Dates: April 2020 – March 2021  

 Lead researchers: James Sullivan, RUSI and Dr Jason Nurse, University of Kent  


This project considers whether insurance could provide a significant lever to promote a step change towards better cyber risk management in organisations. It has two objectives:

  • To develop a clear understanding of the positive outcomes that cyber insurance could have in improving cyber risk management practices, and consequently, to define how these outcomes may be championed to better direct secure behaviours in organisations, particularly SMEs.
  • To research the extent to which knowledge from the other, more mature insurance portfolios – such as property, natural hazards, maritime, terrorism and health, may be leveraged to advance thinking and practice in cyber insurance.  
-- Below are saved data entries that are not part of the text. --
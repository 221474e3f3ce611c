//! Dash sequencing
//!
//! A dash is a short fixed-step task: a few frozen frames of anticipation,
//! then a straight burst at constant speed. Once the whole chain has been
//! used it recharges either on landing or after a cooldown.

use glam::Vec3;
use rollerball_core::math::{is_zero, project_on_plane};
use rollerball_core::time::steps_for;
use rollerball_core::AnimationCurve;
use serde::{Deserialize, Serialize};
use tracing::debug;

use crate::config::ConfigError;
use crate::profile::is_positive;

/// Parameters of one dash in a chain
#[derive(Debug, Clone, PartialEq, Serialize, Deserialize)]
#[serde(default)]
pub struct DashSpec {
    /// Burst speed (m/s)
    pub dash_speed: f32,
    /// Burst length in seconds
    pub dash_duration: f32,
    /// Fixed steps the ball hangs still before the burst
    pub dash_freeze_frames: u32,
    /// Aim along the input direction instead of the current velocity
    pub can_change_direction: bool,
    /// Stretch along the dash direction, keyed over twice the burst length
    pub animation_curve: AnimationCurve,
}

impl Default for DashSpec {
    fn default() -> Self {
        Self {
            dash_speed: 14.0,
            dash_duration: 0.15,
            dash_freeze_frames: 3,
            can_change_direction: true,
            animation_curve: AnimationCurve::default(),
        }
    }
}

impl DashSpec {
    pub fn validate(&self, index: usize, fixed_timestep: f32) -> Result<(), ConfigError> {
        let invalid = |reason: &str| ConfigError::InvalidDash {
            index,
            reason: reason.to_string(),
        };

        if !is_positive(self.dash_speed) {
            return Err(invalid("dash_speed must be positive"));
        }
        if !is_positive(self.dash_duration) {
            return Err(invalid("dash_duration must be positive"));
        }
        if steps_for(self.dash_duration, fixed_timestep) == 0 {
            return Err(invalid("dash_duration is shorter than one fixed step"));
        }
        self.animation_curve.validate()?;
        Ok(())
    }
}

/// When a spent dash chain becomes available again
#[derive(Debug, Clone, Copy, PartialEq, Serialize, Deserialize)]
#[serde(tag = "kind", rename_all = "snake_case")]
pub enum DashRecharge {
    /// Recharge on the next landing
    OnGround,
    /// Recharge after a fixed delay
    Cooldown { seconds: f32 },
}

impl Default for DashRecharge {
    fn default() -> Self {
        Self::Cooldown { seconds: 0.5 }
    }
}

#[derive(Debug, Clone, Copy, PartialEq)]
enum DashPhase {
    Idle,
    /// Requested this frame, direction resolved on the next fixed step
    Pending {
        index: usize,
        desired: Vec3,
        fallback: Vec3,
    },
    Freeze {
        index: usize,
        direction: Vec3,
        remaining: u32,
        burst_steps: u32,
    },
    Burst {
        index: usize,
        direction: Vec3,
        remaining: u32,
        started: bool,
    },
    /// Chain spent, waiting for ground or for the cooldown to run out
    Recharging { remaining: Option<u32> },
}

/// What the dash wants from the ball on one fixed step
#[derive(Debug, Clone, Copy, PartialEq, Default)]
pub struct DashStep {
    /// A dash began this step (index into the chain)
    pub started: Option<usize>,
    /// The burst began this step, along this direction and lasting this long
    pub burst: Option<(usize, Vec3, f32)>,
    /// Velocity to force this step, with gravity cancelled
    pub velocity: Option<Vec3>,
    /// Direction of the active dash, if any
    pub direction: Option<Vec3>,
    /// The chain was restored this step
    pub recharged: bool,
}

/// Dash state of one ball
#[derive(Debug, Clone)]
pub struct DashController {
    count: usize,
    phase: DashPhase,
}

impl Default for DashController {
    fn default() -> Self {
        Self {
            count: 0,
            phase: DashPhase::Idle,
        }
    }
}

impl DashController {
    pub fn new() -> Self {
        Self::default()
    }

    /// Dashes used in the current chain
    pub fn count(&self) -> usize {
        self.count
    }

    /// Pending, frozen or bursting
    pub fn is_dashing(&self) -> bool {
        matches!(
            self.phase,
            DashPhase::Pending { .. } | DashPhase::Freeze { .. } | DashPhase::Burst { .. }
        )
    }

    pub fn is_recharging(&self) -> bool {
        matches!(self.phase, DashPhase::Recharging { .. })
    }

    /// Start a dash if a charge is left and none is running.
    ///
    /// The direction is locked in on the next fixed step.
    pub fn request(&mut self, desired: Vec3, fallback: Vec3, available: usize) -> bool {
        if self.count >= available || self.is_dashing() || self.is_recharging() {
            return false;
        }

        self.phase = DashPhase::Pending {
            index: self.count,
            desired,
            fallback,
        };
        self.count += 1;
        true
    }

    /// Restore a partly used chain on landing
    pub fn land(&mut self) {
        if !self.is_dashing() && !self.is_recharging() {
            self.count = 0;
        }
    }

    /// Advance the sequence by one fixed step
    pub fn step(
        &mut self,
        velocity: Vec3,
        up: Vec3,
        grounded: bool,
        specs: &[DashSpec],
        recharge: DashRecharge,
        dt: f32,
    ) -> DashStep {
        let mut out = DashStep::default();

        if let DashPhase::Pending {
            index,
            desired,
            fallback,
        } = self.phase
        {
            let Some(spec) = specs.get(index) else {
                self.phase = DashPhase::Idle;
                return out;
            };
            let direction = dash_direction(spec, desired, fallback, velocity, up);
            let burst_steps = steps_for(spec.dash_duration, dt).max(1);
            out.started = Some(index);
            debug!(index, ?direction, "Dash started");

            self.phase = if spec.dash_freeze_frames > 0 {
                DashPhase::Freeze {
                    index,
                    direction,
                    remaining: spec.dash_freeze_frames,
                    burst_steps,
                }
            } else {
                DashPhase::Burst {
                    index,
                    direction,
                    remaining: burst_steps,
                    started: false,
                }
            };
        }

        match self.phase {
            DashPhase::Idle | DashPhase::Pending { .. } => {}
            DashPhase::Freeze {
                index,
                direction,
                remaining,
                burst_steps,
            } => {
                out.velocity = Some(Vec3::ZERO);
                out.direction = Some(direction);
                self.phase = if remaining > 1 {
                    DashPhase::Freeze {
                        index,
                        direction,
                        remaining: remaining - 1,
                        burst_steps,
                    }
                } else {
                    DashPhase::Burst {
                        index,
                        direction,
                        remaining: burst_steps,
                        started: false,
                    }
                };
            }
            DashPhase::Burst {
                index,
                direction,
                remaining,
                started,
            } => {
                let speed = specs.get(index).map_or(0.0, |spec| spec.dash_speed);
                if !started {
                    let duration = specs.get(index).map_or(0.0, |spec| spec.dash_duration);
                    out.burst = Some((index, direction, duration));
                }
                out.velocity = Some(direction * speed);
                out.direction = Some(direction);

                self.phase = if remaining > 1 {
                    DashPhase::Burst {
                        index,
                        direction,
                        remaining: remaining - 1,
                        started: true,
                    }
                } else if self.count >= specs.len() {
                    let remaining = match recharge {
                        DashRecharge::OnGround => None,
                        DashRecharge::Cooldown { seconds } => Some(steps_for(seconds, dt)),
                    };
                    DashPhase::Recharging { remaining }
                } else {
                    DashPhase::Idle
                };
            }
            DashPhase::Recharging { remaining } => {
                let done = match remaining {
                    None => grounded,
                    Some(0) => true,
                    Some(left) => {
                        self.phase = DashPhase::Recharging {
                            remaining: Some(left - 1),
                        };
                        left == 1
                    }
                };
                if done {
                    self.count = 0;
                    self.phase = DashPhase::Idle;
                    out.recharged = true;
                    debug!("Dash recharged");
                }
            }
        }

        out
    }

    /// Abort any running dash without restoring its charge
    pub fn cancel(&mut self) {
        if self.is_dashing() {
            self.phase = DashPhase::Idle;
        }
    }
}

/// Lock the dash direction: input (or camera forward) for steerable dashes,
/// otherwise the current velocity along the ground plane (or camera forward)
fn dash_direction(spec: &DashSpec, desired: Vec3, fallback: Vec3, velocity: Vec3, up: Vec3) -> Vec3 {
    let preferred = if spec.can_change_direction {
        desired
    } else {
        project_on_plane(velocity, up)
    };
    let direction = if is_zero(preferred) { fallback } else { preferred };
    direction.normalize_or_zero()
}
The ‘emerging insights’ paper sets out key policy research gaps. It explores why the uptake of cyber insurance has been so low, the role of cyber insurance in improving cyber security behaviours and practises, scepticism on the value of cyber insurance and how cyber insurance can learn from other insurance sectors. Following 50 stakeholder interviews with the insurance industry, SMEs and large businesses, academics and Government stakeholders, the team conducted workshops to explore the role of cyber insurance in business and its ability to incentivise security practices.
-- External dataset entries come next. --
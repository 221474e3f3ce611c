//! The interface the ball controller consumes from a physics backend

use glam::Vec3;

/// How a force passed to [`BallBody::add_force`] is applied
#[derive(Debug, Clone, Copy, PartialEq, Eq)]
pub enum ForceMode {
    /// Mass-independent acceleration, integrated over the next step
    Acceleration,
    /// Instant change in momentum, divided by the body's mass
    Impulse,
}

/// Opaque identity of the surface a contact belongs to
#[derive(Debug, Clone, Copy, PartialEq, Eq, Hash, Default)]
pub struct SurfaceId(pub u64);

/// One contact between the ball and another collider
#[derive(Debug, Clone, Copy, PartialEq)]
pub struct ContactPoint {
    /// Unit surface normal, pointing away from the touched surface toward the ball
    pub normal: Vec3,
    /// World-space contact position
    pub point: Vec3,
    /// The collider that was touched
    pub surface: SurfaceId,
}

impl ContactPoint {
    pub fn new(normal: Vec3, point: Vec3, surface: SurfaceId) -> Self {
        Self {
            normal,
            point,
            surface,
        }
    }
}

/// A single simulated ball as seen by the controller.
///
/// Implementations wrap a rigid body in some physics backend. Every method is
/// called from inside the fixed-step pass; the controller never holds on to
/// the body between steps.
pub trait BallBody {
    /// Current world-space position of the ball's center
    fn position(&self) -> Vec3;

    /// Current linear velocity
    fn velocity(&self) -> Vec3;

    /// Overwrite the linear velocity
    fn set_velocity(&mut self, velocity: Vec3);

    /// Queue a force for the coming step
    fn add_force(&mut self, force: Vec3, mode: ForceMode);

    /// Every contact currently touching the ball, gathered in one query
    fn contacts(&self) -> Vec<ContactPoint>;

    /// Resize the ball's collider (used by squash-and-stretch)
    fn set_collider_radius(&mut self, radius: f32);

    /// Cast a ray from `origin` and report the first surface hit, if the
    /// backend supports scene queries
    fn probe(&self, _origin: Vec3, _direction: Vec3, _max_distance: f32) -> Option<ContactPoint> {
        None
    }
}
The occasional paper found that the shortcomings of cyber insurance mean that its contribution to improving cyber security practices is more limited than policymakers and businesses might hope. Although several means by which cyber insurance can incentivise better cyber security practices are identified, they have significant limitations. Interviewees consistently stated that the positive effects of cyber insurance on cyber security have yet to fully materialise. While some mature insurers are moving in the right direction, cyber insurance as a whole is still struggling to move from theory into practice when it comes to incentivising cyber security. 

Policy implications

It is hoped that the research findings can help decision makers to navigate cyber risk management approaches, understand challenges with incentives in the context of cyber insurance, and provide clear and actionable recommendations that can be adopted by policymakers and practitioners alike. The RUSI occasional paper contains 13 direct, actionable recommendations relating to cyber risk management and the role of cyber insurance which could be adopted by policymakers and practitioners, with particular relevance to the DCMS market incentives programme.  

 Find out more


Interviews, workshops, literature review, data analysis  

Funders: RISCS 

Follow on work: The researchers have received further funding from NCSC to investigate the relationship between cyber insurance and ransomware and will soon be publishing a literature review on the state of play of cyber insurance.